13 July 2009

Retrospective Introspection: Birthday Party, Loop and Flipper - The Glorious 1980s & Some Reasons Why This Is So















It's sad but true: 99% of what the mainstream press called Rock today is just a joke: a dead facsmile of what went before or simply necrophiliac, and I am not even being retro. Where is the pure unrelenting power and energy? How about the sneering attitude with loads of real kick-ass out-of-control guitar riffs, plodding bass digs and no-frills drum thuds? What about the in-your-face confrontational live antics to end it all (even though I was not there but enough rock lore just keep me drooling)? None of the above and then some. Today's bands pose aplenty but there is where their creatvity, vitriol and awareness end. Period.

I have been listening to many 1980s stuff for the past few months: the Wipers, Half Japanese, etc. and I am impressed with these underrated/unsung musician heroes. I am impressed with the pure idealistic drive to play what they believe in with no or little commercial considerations. Yet, they push on hard, no harder than ever. Many of them (the Americans in particular) trawled through the inhuman circuit of the mid-1980s with almost no-pay, wet dorm floors and crammed vans which could break down any moment in the middle of the Mid West. Some went to see them, a few of them had their lives changed forever, and they went on to form bands of their own. Any lovely tales of such today, hardly, really.

I am just randomly picking out 3 bands: the Birthday Party, Flipper and Loop. Three acts of differing ideological. musical or motivational backgrounds to pick up a guitar or mic to rock out in the first place and they are so good that they just blow the hell out of 99% of the current bands (below 5 years of age but making some bucks cos they are so cool and hip with "in" hair-do or hip make-up) out there.

Nick Cave's second band (after Boy Next Door when they were in Australia then changing their name to Birthday Party soon after), Birthday Party is a pure machine of rage and musical debauchery personified. Sloppy at times but when they were together they could take on even their own heroes like the Stooges and the Pop Group. Listening to their live album again recently just reminds me that this is what great rock and roll should be.

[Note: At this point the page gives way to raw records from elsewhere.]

// main.rs
// ============================================================================
// Autor:   Marcus Schlieper (ExpChat.ai)
// Hinweis: Einstiegspunkt der Anwendung mit interaktivem Menü.
// Historie:
//  - 2025-11-22: Erste Version mit interaktivem Menü.
//  - 2026-02-04: Umstellung auf VAE+GAN über SMILES-Sequenzen.
//  - 2026-02-06: Tokenizer im Checkpoint, Epochen-Vorgabe aus der Konfiguration.
// ============================================================================
//
// Aufruf: molvaegan [korpus-datei] [config.json]
// Log-Level über RUST_LOG (Standard: info).

#![forbid(unsafe_code)]

use std::{
    io::{self, Write},
    path::{Path, PathBuf},
    sync::{
        atomic::{AtomicBool, Ordering as AtomicOrdering},
        Arc,
    },
    time::Duration,
};

use anyhow::{Context, Result};
use crossterm::event::{self, Event, KeyCode, KeyEventKind};
use tracing::{info, warn};
use tracing_subscriber::EnvFilter;

use molvaegan::{
    checkpoint::{load_models, save_models},
    config::SAMPLE_COUNT,
    Dataset, DatasetType, ModelConfig, SmilesTokenizer, TokenCorpus, VaeGan,
};

const P_CORPUS: &str = "data/smiles.txt";
const P_CONFIG: &str = "config.json";
const P_CHECKPOINT: &str = "checkpoint";

/// ---------------------------------------------------------------------------
/// Session: Rohdaten, Tokenizer und daraus gebauter Korpus
/// ---------------------------------------------------------------------------
struct Session {
    v_smiles: Vec<String>,
    tokenizer: Option<SmilesTokenizer>,
    corpus: Option<TokenCorpus>,
}

impl Session {
    fn empty() -> Self {
        Self { v_smiles: Vec::new(), tokenizer: None, corpus: None }
    }

    fn prepare(p_corpus: &Path, cfg: &ModelConfig) -> Result<Self> {
        let dataset = Dataset::load(p_corpus, DatasetType::from_path(p_corpus))?;
        let tokenizer = SmilesTokenizer::fit(&dataset.smiles, Some(cfg.seq_len))
            .context("corpus has no characters")?;
        info!(alphabet = tokenizer.alphabet_size(), "tokenizer fitted");
        let corpus = tokenizer.build_corpus(&dataset.smiles)?;
        Ok(Self { v_smiles: dataset.smiles, tokenizer: Some(tokenizer), corpus: Some(corpus) })
    }

    /// Der gespeicherte Tokenizer gilt; der Korpus wird mit ihm neu kodiert.
    fn adopt(&mut self, stored: SmilesTokenizer) -> Result<()> {
        if let Some(current) = &self.tokenizer {
            if current.alphabet() != stored.alphabet() {
                warn!(
                    fitted = current.alphabet_size(),
                    stored = stored.alphabet_size(),
                    "alphabet differs from checkpoint, corpus re-encoded with stored tokenizer"
                );
            }
        }
        if !self.v_smiles.is_empty() {
            self.corpus = Some(stored.build_corpus(&self.v_smiles)?);
        }
        self.tokenizer = Some(stored);
        Ok(())
    }
}

/// ---------------------------------------------------------------------------
/// stop_requested: Ctrl+C-Flag oder Taste 'q' (nicht blockierend)
/// ---------------------------------------------------------------------------
fn stop_requested(stop_flag: &AtomicBool) -> bool {
    if stop_flag.load(AtomicOrdering::Relaxed) {
        return true;
    }
    if event::poll(Duration::from_millis(0)).unwrap_or(false) {
        if let Ok(Event::Key(key)) = event::read() {
            if key.kind == KeyEventKind::Press
                && matches!(key.code, KeyCode::Char('q') | KeyCode::Char('Q'))
            {
                stop_flag.store(true, AtomicOrdering::SeqCst);
                return true;
            }
        }
    }
    false
}

fn read_line(s_prompt: &str) -> io::Result<String> {
    print!("{s_prompt}");
    io::stdout().flush()?;
    let mut s_input = String::new();
    io::stdin().read_line(&mut s_input)?;
    Ok(s_input.trim().to_string())
}

/// ---------------------------------------------------------------------------
/// run_menu
/// ---------------------------------------------------------------------------
fn run_menu(model: &mut VaeGan, session: &mut Session, stop_flag: &AtomicBool) -> io::Result<()> {
    loop {
        println!("\n===== HAUPTMENÜ =====");
        println!("  l – Modell laden");
        println!("  s – Modell speichern");
        println!("  t – Modell trainieren");
        println!("  g – Sequenzen generieren");
        println!("  e – Programm beenden");

        let s_choice = read_line("Ihre Wahl: ")?;
        match s_choice.to_lowercase().as_str() {
            "l" => match load_models(model, P_CHECKPOINT) {
                Ok(Some(tokenizer)) => match session.adopt(tokenizer) {
                    Ok(()) => println!("Checkpoint samt Tokenizer erfolgreich geladen."),
                    Err(e) => println!("Checkpoint geladen, Korpus nicht kodierbar: {e:#}"),
                },
                Ok(None) => println!("Checkpoint erfolgreich geladen."),
                Err(e) => println!("Fehler beim Laden: {e:#}"),
            },
            "s" => match save_models(model, session.tokenizer.as_ref(), P_CHECKPOINT) {
                Ok(()) => println!("Checkpoint erfolgreich gespeichert."),
                Err(e) => println!("Fehler beim Speichern: {e:#}"),
            },
            "t" => {
                let Some(corpus) = session.corpus.as_ref() else {
                    println!("Kein Korpus geladen, Training nicht möglich.");
                    continue;
                };
                let i_default = model.config().epochs;
                // leere Eingabe: Epochenzahl aus der Konfiguration
                let o_epochs: Option<usize> = loop {
                    let s_input =
                        read_line(&format!("Wie viele Epochen sollen verwendet werden? [{}]: ", i_default))?;
                    if s_input.is_empty() {
                        break None;
                    }
                    match s_input.parse::<usize>() {
                        Ok(val) if val > 0 => break Some(val),
                        _ => println!("Bitte eine positive Ganzzahl eingeben."),
                    }
                };

                stop_flag.store(false, AtomicOrdering::SeqCst);
                println!(
                    "Starte Training ({} Epochen, Abbruch mit 'q' oder Ctrl+C) …",
                    o_epochs.unwrap_or(i_default)
                );
                let r_train = match o_epochs {
                    Some(i_epochs) => model.train(corpus, i_epochs, || stop_requested(stop_flag)),
                    None => model.train_configured(corpus, || stop_requested(stop_flag)),
                };
                match r_train {
                    Ok(v_summaries) => {
                        if let Some(last) = v_summaries.last() {
                            println!(
                                "Training beendet: recon={:.5} kl={:.5} disc={:.5} gen={:.5}, {} übersprungen",
                                last.mean_recon, last.mean_kl, last.mean_disc, last.mean_gen, last.skipped
                            );
                        }
                        println!("Rekonstruktionsfehler: {:.6}", model.reconstruction_error(corpus));
                    }
                    Err(e) => println!("Training fehlgeschlagen: {e}"),
                }
            }
            "g" => {
                let s_input = read_line(&format!("Anzahl Sequenzen [{}]: ", SAMPLE_COUNT))?;
                let i_count = if s_input.is_empty() {
                    SAMPLE_COUNT
                } else {
                    match s_input.parse::<usize>() {
                        Ok(val) => val,
                        Err(_) => {
                            println!("Bitte eine Ganzzahl eingeben.");
                            continue;
                        }
                    }
                };
                let a_samples = model.generate(i_count);
                for (i_row, v_row) in a_samples.outer_iter().enumerate() {
                    let v_fmt: Vec<String> = v_row.iter().map(|v| format!("{v:.3}")).collect();
                    println!("#{:<3} [{}]", i_row + 1, v_fmt.join(", "));
                }
            }
            "e" => {
                println!("Programm wird beendet.");
                break;
            }
            _ => println!("Unbekannte Auswahl – bitte erneut versuchen."),
        }
    }
    Ok(())
}

/// ---------------------------------------------------------------------------
/// main
/// ---------------------------------------------------------------------------
fn main() -> Result<()> {
    tracing_subscriber::fmt()
        .with_env_filter(EnvFilter::try_from_default_env().unwrap_or_else(|_| EnvFilter::new("info")))
        .init();

    let v_args: Vec<String> = std::env::args().collect();
    let p_corpus = PathBuf::from(v_args.get(1).map(String::as_str).unwrap_or(P_CORPUS));
    let p_config = PathBuf::from(v_args.get(2).map(String::as_str).unwrap_or(P_CONFIG));

    let cfg = if p_config.exists() {
        ModelConfig::load(&p_config)?
    } else {
        ModelConfig::default()
    };

    let mut session = match Session::prepare(&p_corpus, &cfg) {
        Ok(s) => s,
        Err(e) => {
            warn!("kein Trainingskorpus: {e:#}");
            Session::empty()
        }
    };

    let mut model = VaeGan::new(cfg)?;

    let stop_flag = Arc::new(AtomicBool::new(false));
    {
        let stop_flag_ctrlc = Arc::clone(&stop_flag);
        if let Err(e) = ctrlc::set_handler(move || {
            stop_flag_ctrlc.store(true, AtomicOrdering::SeqCst);
        }) {
            warn!("Ctrl+C-Handler Warnung: {e}");
        }
    }

    println!("=== MODELL-INFO ===");
    println!("Netzwerkarchitektur  : {}", model.network_description());
    let c = model.config();
    println!(
        "Konfiguration         : seq_len={}, latent_dim={}, hidden_dim={}, lr={}, epochs={}",
        c.seq_len, c.latent_dim, c.hidden_dim, c.learning_rate, c.epochs
    );
    println!("Gesamtparameter       : {}", model.params().total_parameters());
    if let Some(corpus) = &session.corpus {
        println!("Korpus                : {} Sequenzen", corpus.len());
    }

    run_menu(&mut model, &mut session, &stop_flag).context("Fehler im Menü")?;
    Ok(())
}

Flipper is another great post-punk band from West coast USA. Moving through the circuit during the heydays of Hardcore Punk they were just so different: sludgy, heavy, intelligent but decadent all at the same time. They were able to fuse Black Sabbath, Chrome and Wire into a primal ball of rock energy with no effort at all. The two classic albums, Generic and Gone Fishin' were so ahead of their times that few appreciated what they meant and were trying to do. The Melvins, a seminal band which started their career in the mid 1980s basically tells us what we needed to know: without Flipper, the Melvins and whatever genres they spawned subsequently would have not happen. In other words, they were trailblazers of the highest order.



Loop, on the other hand, was seen as copyist band of another great act of the 1980s, Spacemen 3. But how could they have done so? Even though nominally both acts were influenced by the Stooges and MC5, the Nuggets compilation garage punk bands and etc but Loop added in krautrock and more drone than meandering vibe into their music. They represented the pushing of guitar based molten rock (in the aftermath of the pig-fuck bands on Blast First Records like Sonic Youth, Butthole Surfers and Big Black which first stirred the imagination and furor of the British underground)to near catatonic forward-motion motorik psych rock ooze of the first degree. Their sound has been closer to the post-power electronics rock flail of Ramleh and Skullflower than the more shoegazing contingent which they were sometimes placed together then.

The three acts are just the tip of the iceberg of what real great rock means. They belong to the lost continuum of the alternative Rock genealogy starting from the Stooges, the Velvet Underground, MC5 and 13th Floor Elevators. An alternate history which needs to be told, soon.